Plus, good news for the guys out there; men are in high demand from hospitals around the country. According to TravelNursing.com, most male nurses are in California, Texas, and Florida – places with typically dense elderly populations – but are lacking in most other states. Male nurses are not only sought after but have a stable and promising future in the field.

Why We (Still) Need Female Nurses

But hold your horses! Female nurses may be the majority in the field right now, but patients need their expertise. Specifically, female patients – or 51% of the population – need the knowledge and help of female nurses.

Regis College’s nursing program highlights the important role female nurses have for their female patients, especially in impoverished areas: “One of the most important areas of study is the intersection of socio-economic factors and women’s health [3]. Researchers attributed the risk to a number of factors, including lack of access to preventive care, incomplete education about health issues, and high-stress levels. Without access to necessary preventive treatment and prenatal care, these low-income women suffer significantly higher mortality rates than the rest of the population. Through public pressure and education, the government and the private sector will continue to expand access to women’s health services throughout the country. [Female NPs] will help address the need.”
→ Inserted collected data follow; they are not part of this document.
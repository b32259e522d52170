use utoipa::{
    Modify, OpenApi,
    openapi::{
        self,
        OpenApi as OpenApiSpec,
        security::{HttpAuthScheme, HttpBuilder, SecurityScheme},
    },
};
use utoipa_scalar::{Scalar, Servable};

use crate::{
    domain::{Category, OrderStatus, PaymentMethod, Role, Toggle},
    dto::{
        auth::{LoginRequest, LoginResponse, RegisterRequest},
        cart::{AddToCartRequest, CartView, SetQuantityRequest},
        dashboard::{
            AdminDashboardStats, AdminReport, CanteenDashboardStats, CategoryBreakdown,
            ReportRange, ReportSummary, TopProduct,
        },
        favorites::{AddFavoriteRequest, FavoriteProductList, ToggleFavoriteResponse},
        orders::{
            AdvanceOrderRequest, CheckoutRequest, OrderList, OrderQueue, OrderWithItems,
            SetOrderStatusRequest,
        },
        products::{CreateProductRequest, InventoryAdjustRequest, ProductList, UpdateProductRequest},
        users::{CreateUserRequest, UpdateProfileRequest, UpdateUserRequest, UserList},
    },
    models::{CartItem, Favorite, Order, OrderItem, Product, User},
    response::{ApiResponse, Meta},
    routes::{admin, auth, canteen, cart, favorites, health, orders, params, products, users},
};

struct SecurityAddon;

impl Modify for SecurityAddon {
    fn modify(&self, openapi: &mut openapi::OpenApi) {
        let components = openapi.components.get_or_insert_with(Default::default);
        components.add_security_scheme(
            "bearer_auth",
            SecurityScheme::Http(
                HttpBuilder::new()
                    .scheme(HttpAuthScheme::Bearer)
                    .bearer_format("JWT")
                    .build(),
            ),
        );
    }
}

#[derive(OpenApi)]
#[openapi(
    paths(
        health::health_check,
        auth::register,
        auth::login,
        products::list_products,
        products::get_product,
        products::create_product,
        products::update_product,
        products::delete_product,
        cart::cart_list,
        cart::add_to_cart,
        cart::set_quantity,
        cart::remove_from_cart,
        cart::clear_cart,
        orders::list_orders,
        orders::checkout,
        orders::get_order,
        favorites::list_favorites,
        favorites::add_favorite,
        favorites::remove_favorite,
        favorites::toggle_favorite,
        users::get_me,
        users::update_me,
        canteen::active_orders,
        canteen::get_order,
        canteen::advance_order,
        canteen::dashboard_stats,
        admin::list_all_orders,
        admin::get_order_admin,
        admin::set_order_status,
        admin::dashboard_stats,
        admin::reports,
        admin::list_users,
        admin::create_user,
        admin::update_user,
        admin::delete_user,
        admin::list_low_stock,
        admin::adjust_inventory
    ),
    components(
        schemas(
            User,
            Product,
            Favorite,
            CartItem,
            Order,
            OrderItem,
            Role,
            Category,
            OrderStatus,
            PaymentMethod,
            Toggle,
            RegisterRequest,
            LoginRequest,
            LoginResponse,
            CreateProductRequest,
            UpdateProductRequest,
            InventoryAdjustRequest,
            AddToCartRequest,
            SetQuantityRequest,
            CheckoutRequest,
            AdvanceOrderRequest,
            SetOrderStatusRequest,
            AddFavoriteRequest,
            UpdateProfileRequest,
            CreateUserRequest,
            UpdateUserRequest,
            ProductList,
            CartView,
            OrderList,
            OrderQueue,
            OrderWithItems,
            FavoriteProductList,
            ToggleFavoriteResponse,
            UserList,
            AdminDashboardStats,
            CanteenDashboardStats,
            ReportRange,
            ReportSummary,
            TopProduct,
            CategoryBreakdown,
            AdminReport,
            params::Pagination,
            Meta,
            ApiResponse<User>,
            ApiResponse<Product>,
            ApiResponse<ProductList>,
            ApiResponse<CartView>,
            ApiResponse<OrderWithItems>,
            ApiResponse<OrderList>
        )
    ),
    security(
        ("bearer_auth" = [])
    ),
    modifiers(&SecurityAddon),
    tags(
        (name = "Health", description = "Health check endpoint"),
        (name = "Auth", description = "Registration and login"),
        (name = "Products", description = "Menu catalog"),
        (name = "Cart", description = "Server-held shopping cart"),
        (name = "Orders", description = "Checkout and the customer's orders"),
        (name = "Favorites", description = "Favorite products"),
        (name = "Users", description = "The caller's profile"),
        (name = "Canteen", description = "Order queue and dashboard for canteen staff"),
        (name = "Admin", description = "Admin endpoints"),
    )
)]
pub struct ApiDoc;

pub fn scalar_docs() -> Scalar<OpenApiSpec> {
    Scalar::with_url("/docs", ApiDoc::openapi())
}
Women’s health needs may even be in danger with the recent turnout of the presidential election – with special emphasis put on closing free or low-income health clinics such as Planned Parenthood –  making women’s health practitioners even more important. They can fill the gap in understanding the body and can provide knowledgeable care to those in need.
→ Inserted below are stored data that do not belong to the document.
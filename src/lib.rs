pub mod audit;
pub mod config;
pub mod db;
pub mod domain;
pub mod dto;
pub mod entity;
pub mod error;
pub mod middleware;
pub mod models;
pub mod response;
pub mod routes;
pub mod services;
pub mod state;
Additionally, a recent study in France found that male doctors tend to overlook signs of heart failure in female patients. They simply believed females were at less of a risk for heart disease than male patients and didn’t screen for increased risk factors. Although it is true that men are more susceptible, one of the leading medical concerns among women is still heart disease, and overlooking risk factors is extremely dangerous. Luckily, female nurses know what to look for and can help save lives where doctors are being negligent.

The Concerns

Obviously, the wage gap is a concern for many nurses, but solutions are difficult to discuss and would most likely require a whole other article devoted to the topic. However, wages aren’t the only issue that may arise with the co-ed nursing staff.

Just as with any diverse staff, certain problems may arise because of intermixing identities. Most of these problems are easy to navigate once everyone is onboard, and the end result can be a stronger, more supportive, and mindful team.

Communication is one of the biggest issues, as people with different mindsets or perspectives will feel threatened when a new idea comes along to challenge theirs. Often times communication will turn hostile and incivility will arise among coworkers; a dangerous thing to happen in nursing as it can also affect our quality of care for patients.

This struggle can be seen in the business world, as co-ed groups are often less happy in their day-to-day working lives. However, those groups are also more innovative, productive, engaged, and profitable. Adding diverse ideas to the group allows them to think critically and make bolder decisions that are, at times, seen as unconventional.

So the tradeoffs are manageable, and the results are rewarding; despite any potential headaches you may get along the way. My only suggestion is to embrace the addition of men to the field, and to continue the discussion of wage and gender divide.

Adding men to nursing could really help our nursing numbers catch up with the rising demand in healthcare. Plus, their new perspective could really open up the doors to a more innovative future in nursing. Let’s look toward the future, and keep doing the good work for the people who need it. Maybe someday soon men will be working alongside us to better the health of the nation.